Promoting Fresh Talent 
As well as producing and directing films, Klaus Steindl is involved with promoting and supporting young and new talents. He developed the educational concept and the first curriculum for the „Film und Medien Initiative“, a Graz-based film academy for children and adolescents. Furthermore, he was a member of the board of the Documentary Campus and a member of the commission for film funding in Styria, Austria, for several years. Over the years CINESTYRIA Film Commission has been successful in attracting large international film productions to the region. For example, several scenes from the James Bond film Spectre were shot at Styria's Altaussee lake.

Productions 
In the course of his career Steindl has produced over 30 primetime documentaries. More than half of them were devised as international productions in several languages, produced with European and U.S. partners and broadcast around the globe. As well as producing high-quality wildlife and nature documentaries - like the successful Wild Venice, shown from Russia to the US, Steindl focuses on investigative films that deal with internationally relevant historical themes. His research has frequently led to new scientific discoveries, most recently in The Nero Files - Uncovering an Ancient Conspiracy and Lost City of Gladiators - Carnuntum. For his film Vampire Princess he discovered the historical inspiration for Bram Stoker's legendary Dracula character:

"Picture a spectacular vampire attack at the tomb of an Austrian princess. A scene from Stephenie Meyer's "Twilight" series? No. It's the deleted opening to Bram Stoker's "Dracula," a horror classic that many experts believe was actually based on a woman. Archaeologists, historians, and forensic scientists revisit the days of vampire hysteria in the eighteenth-century Czech Republic and re-open the unholy grave of dark princess Eleonore von Schwarzenberg. They uncover her story, once buried and long forgotten, now raised from the dead." Official Info Smithsonian Channel

Steindl has also played a significant role in the development of the docudrama genre. The writer and director has recently begun to focus more on the field of Human interest. As a director, he is increasingly interested in genre-spanning narrative film direction.

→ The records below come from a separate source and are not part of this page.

//! Validation Error Types

use thiserror::Error;

/// Errors raised while validating an inbound telemetry sample
#[derive(Debug, Clone, PartialEq, Error)]
pub enum ValidationError {
    /// Subject id is empty or blank
    #[error("Missing required field: subject id")]
    MissingSubject,

    /// Sample carries identifying fields only
    #[error("Sample contains no measured field")]
    NoMeasurement,

    /// NaN or infinite numeric value
    #[error("{field} is not a finite number")]
    NonFinite { field: &'static str },

    /// Timestamp too far ahead of the server clock
    #[error("timestamp is {ahead_secs}s in the future (allowed skew {max_skew_secs}s)")]
    FutureTimestamp { ahead_secs: i64, max_skew_secs: i64 },

    /// Value out of allowed range
    #[error("{field} value {value} is out of range [{min}, {max}]")]
    OutOfRange {
        field: &'static str,
        value: f64,
        min: f64,
        max: f64,
    },
}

Klaus T. Steindl works closely with internationally renowned research facilities while developing and producing his films. Partners have included Yale University and the University of Arizona for The Voynich Code, University of Oxford in the U.K. and ETH Zurich in Switzerland for The Mona Lisa Mysteries and the Washington and Lee University in Lexington for "The Nero Files". He was granted access to Cold War intelligence files stored in the KGB and FSB archives in Moscow for the film Margarethe Ottillinger. In his docu drama "Venus of Willendorf - The Naked Truth" the statuette of a naked woman provides a starting point for a ground-breaking scientific re-interpretation of the relationship between Stone Age men and woman (since Facebook banned the 29,500 years old artwork of the Stone Age for being "dangerously pornographic" the just 11 centimeteres tall statuette became an interantional celebrity).  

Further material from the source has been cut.